Произведения Барлаха, прежде всего поздние, но и не только поздние, всячески окружают и очерчивают со всех сторон это «человеческое бытие каждого» — то бытие, которое художник не должен и пытаться изображать «вообще» вне конкретности. Такое бытие и не существует как нечто абстрактное. Оно складывается из элементов, уже названных, и в нем прежде всего сопрягаются две крайности, которые обязан охватить и соединить Барлах, — это «вечное» в человеке, и это его конкретно-исторический «час». Соединяясь, эти крайние точки — задающие «меру» человека в искусстве Барлаха — дают судьбу человека в его современном состоянии, судьбу человеческого в нем, или, иначе, судьбу человечности в современном мире.
Огромную роль в становлении зрелого Барлаха сыграла его поездка в Россию в августе-сентябре 1906 г. Можно без преувеличения считать, что все позднейшее творчество было переработкой фундаментальных впечатлений, полученных в России. Этому не противоречит тот очевидный факт, что Барлах плохо знал Россию и имел самое приблизительное представление о ее культуре (не только авторы некоторых книг о скульпторе, как справедливо отметил Ю. П. Маркин, плохо осведомлены о России [1213] ). Впечатления Барлаха о России мощны и неопределенны. Россия предстала перед ним как то «иное», что решительно пресекло инерцию собственного творческого развития, всколыхнуло творческие силы и обогатило «свое» исконное. Русские впечатления от недолгой поездки Барлах впитывал в себя долго, медленно: его первые рисунки, эскизы, связанные с Россией, выдают озадаченность, неумение художника, они иной раз почти карикатурно заострены, преувеличены. Он видит странное, то странное, что слилось потом с его собственным художническим существом. Очень важно, что Барлах сумел проехать в Россию (в Харьковскую губернию) мимо показного фасада государства, мимо столиц; в сравнении с этой поездкой путешествия Рильке, ненадолго захваченного Россией поэта, выглядят прямо официальными визитами важной и потому опекаемой со всех сторон особы.
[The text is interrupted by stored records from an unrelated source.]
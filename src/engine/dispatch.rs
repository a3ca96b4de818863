//! Push dispatch with multicast chunking.
//!
//! Sends one rendered message to a set of addresses, splitting the set
//! into chunks the gateway's multicast ceiling allows. Per-address
//! failures are collected, never raised: one dead token must not block
//! the rest of a dinner party. Only a gateway-level failure surfaces
//! as an error, which callers treat as "retry the event next tick".

use std::sync::Arc;

use crate::error::{DispatchError, Result};
use crate::push::{PushAddress, PushGateway, PushMessage, SendOutcome};

/// Per-address results of dispatching one message.
#[derive(Debug, Clone, Default)]
pub struct DispatchOutcome {
    /// Addresses the gateway accepted.
    pub delivered: Vec<PushAddress>,
    /// Addresses that failed for any reason, stale tokens included.
    pub failed: Vec<PushAddress>,
    /// Subset of `failed`: tokens the gateway reported as no longer
    /// registered. These should be cleared from their user records.
    pub stale: Vec<PushAddress>,
}

/// Dispatches rendered messages through the push gateway.
pub struct Dispatcher {
    gateway: Arc<dyn PushGateway>,
    multicast_limit: usize,
}

impl Dispatcher {
    /// Create a dispatcher that chunks multicasts at `multicast_limit`.
    pub fn new(gateway: Arc<dyn PushGateway>, multicast_limit: usize) -> Self {
        Self {
            gateway,
            multicast_limit: multicast_limit.max(1),
        }
    }

    /// Send `message` to every address, in chunks.
    ///
    /// # Errors
    ///
    /// Returns an error if the gateway itself fails (unreachable,
    /// non-success status, malformed response). Addresses in chunks
    /// dispatched before the failure have already received the message.
    pub async fn dispatch(
        &self,
        event_id: &str,
        message: &PushMessage,
        addresses: &[PushAddress],
    ) -> Result<DispatchOutcome> {
        let mut outcome = DispatchOutcome::default();

        for chunk in addresses.chunks(self.multicast_limit) {
            let report = self.gateway.send_multicast(chunk, message).await?;
            // Every address must come back with an outcome; a short
            // report is a malformed response like any other.
            if report.results.len() != chunk.len() {
                return Err(DispatchError::Push(format!(
                    "gateway report covered {} of {} addresses",
                    report.results.len(),
                    chunk.len()
                )));
            }
            for (address, result) in chunk.iter().zip(report.results) {
                match result {
                    SendOutcome::Delivered => outcome.delivered.push(address.clone()),
                    SendOutcome::Unregistered => {
                        outcome.stale.push(address.clone());
                        outcome.failed.push(address.clone());
                    }
                    SendOutcome::Failed(reason) => {
                        tracing::warn!(
                            event = %event_id,
                            reason = %reason,
                            "push delivery failed for one address"
                        );
                        outcome.failed.push(address.clone());
                    }
                }
            }
        }

        tracing::debug!(
            event = %event_id,
            delivered = outcome.delivered.len(),
            failed = outcome.failed.len(),
            stale = outcome.stale.len(),
            "dispatch complete"
        );
        Ok(outcome)
    }
}

#[cfg(test)]
mod tests {
    #![allow(clippy::unwrap_used, clippy::expect_used)]

    use super::*;
    use crate::error::DispatchError;
    use crate::push::MulticastReport;
    use async_trait::async_trait;
    use tokio::sync::Mutex;

    /// Gateway scripted by address prefix: `stale-*` comes back
    /// unregistered, `flaky-*` fails, anything else is delivered.
    #[derive(Default)]
    struct ScriptedGateway {
        chunk_sizes: Mutex<Vec<usize>>,
    }

    #[async_trait]
    impl PushGateway for ScriptedGateway {
        async fn send(&self, address: &str, _message: &PushMessage) -> Result<SendOutcome> {
            Ok(outcome_for(address))
        }

        async fn send_multicast(
            &self,
            addresses: &[PushAddress],
            _message: &PushMessage,
        ) -> Result<MulticastReport> {
            self.chunk_sizes.lock().await.push(addresses.len());
            Ok(MulticastReport {
                results: addresses.iter().map(|a| outcome_for(a)).collect(),
            })
        }
    }

    fn outcome_for(address: &str) -> SendOutcome {
        if address.starts_with("stale") {
            SendOutcome::Unregistered
        } else if address.starts_with("flaky") {
            SendOutcome::Failed("Unavailable".to_owned())
        } else {
            SendOutcome::Delivered
        }
    }

    struct DownGateway;

    #[async_trait]
    impl PushGateway for DownGateway {
        async fn send(&self, _address: &str, _message: &PushMessage) -> Result<SendOutcome> {
            Err(DispatchError::Push("gateway unreachable".to_owned()))
        }

        async fn send_multicast(
            &self,
            _addresses: &[PushAddress],
            _message: &PushMessage,
        ) -> Result<MulticastReport> {
            Err(DispatchError::Push("gateway unreachable".to_owned()))
        }
    }

    /// Gateway that loses the last outcome of every report.
    struct ShortReportGateway;

    #[async_trait]
    impl PushGateway for ShortReportGateway {
        async fn send(&self, _address: &str, _message: &PushMessage) -> Result<SendOutcome> {
            Ok(SendOutcome::Delivered)
        }

        async fn send_multicast(
            &self,
            addresses: &[PushAddress],
            _message: &PushMessage,
        ) -> Result<MulticastReport> {
            let mut results = vec![SendOutcome::Delivered; addresses.len()];
            results.pop();
            Ok(MulticastReport { results })
        }
    }

    fn message() -> PushMessage {
        PushMessage {
            title: "Dinner tomorrow".to_owned(),
            body: "See you there".to_owned(),
        }
    }

    #[tokio::test]
    async fn dispatch_chunks_at_the_multicast_limit() {
        let gateway = Arc::new(ScriptedGateway::default());
        let dispatcher = Dispatcher::new(gateway.clone(), 2);

        let addresses: Vec<PushAddress> = (0..5).map(|i| format!("token-{i}")).collect();
        let outcome = dispatcher
            .dispatch("evt-1", &message(), &addresses)
            .await
            .unwrap();

        assert_eq!(outcome.delivered.len(), 5);
        assert_eq!(*gateway.chunk_sizes.lock().await, vec![2, 2, 1]);
    }

    #[tokio::test]
    async fn per_address_failures_are_collected_not_raised() {
        let dispatcher = Dispatcher::new(Arc::new(ScriptedGateway::default()), 10);

        let addresses = vec![
            "token-1".to_owned(),
            "stale-2".to_owned(),
            "flaky-3".to_owned(),
            "token-4".to_owned(),
        ];
        let outcome = dispatcher
            .dispatch("evt-1", &message(), &addresses)
            .await
            .unwrap();

        assert_eq!(outcome.delivered, vec!["token-1", "token-4"]);
        assert_eq!(outcome.failed, vec!["stale-2", "flaky-3"]);
        assert_eq!(outcome.stale, vec!["stale-2"]);
    }

    #[tokio::test]
    async fn gateway_failure_propagates() {
        let dispatcher = Dispatcher::new(Arc::new(DownGateway), 10);
        let err = dispatcher
            .dispatch("evt-1", &message(), &["token-1".to_owned()])
            .await
            .unwrap_err();
        assert!(matches!(err, DispatchError::Push(_)));
    }

    #[tokio::test]
    async fn report_covering_fewer_addresses_than_sent_is_rejected() {
        let dispatcher = Dispatcher::new(Arc::new(ShortReportGateway), 10);

        let addresses = vec!["token-1".to_owned(), "token-2".to_owned()];
        let err = dispatcher
            .dispatch("evt-1", &message(), &addresses)
            .await
            .unwrap_err();

        assert!(err.to_string().contains("1 of 2"));
    }

    #[tokio::test]
    async fn empty_address_list_makes_no_gateway_calls() {
        let gateway = Arc::new(ScriptedGateway::default());
        let dispatcher = Dispatcher::new(gateway.clone(), 10);

        let outcome = dispatcher.dispatch("evt-1", &message(), &[]).await.unwrap();
        assert!(outcome.delivered.is_empty());
        assert!(gateway.chunk_sizes.lock().await.is_empty());
    }
}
Барлах же сразу проник на русско-украинские задворки и, как говорится, оказался в гуще народной жизни.
1213
Маркин Ю. П. Указ. соч., с. 38.
Пробиваясь сквозь полнейшую неопределенность своих представлений о России, Барлах приходит к тому, что легло в основу его позднейшего творчества.
Таких «определенностей» было главным образом две:
открытие (или «переживание») полноты человеческого существования:
открытие проблематики отверженного человека.
Вот эти полнота человеческого и отверженность человека и служили впоследствии тем конкретным материалом, который помогал Барлаху соединять в пластическом образе человека, — впрочем, всегда указывающем на «то, что позади», — вечное измерение и конкретно-историческую определенность, характерность.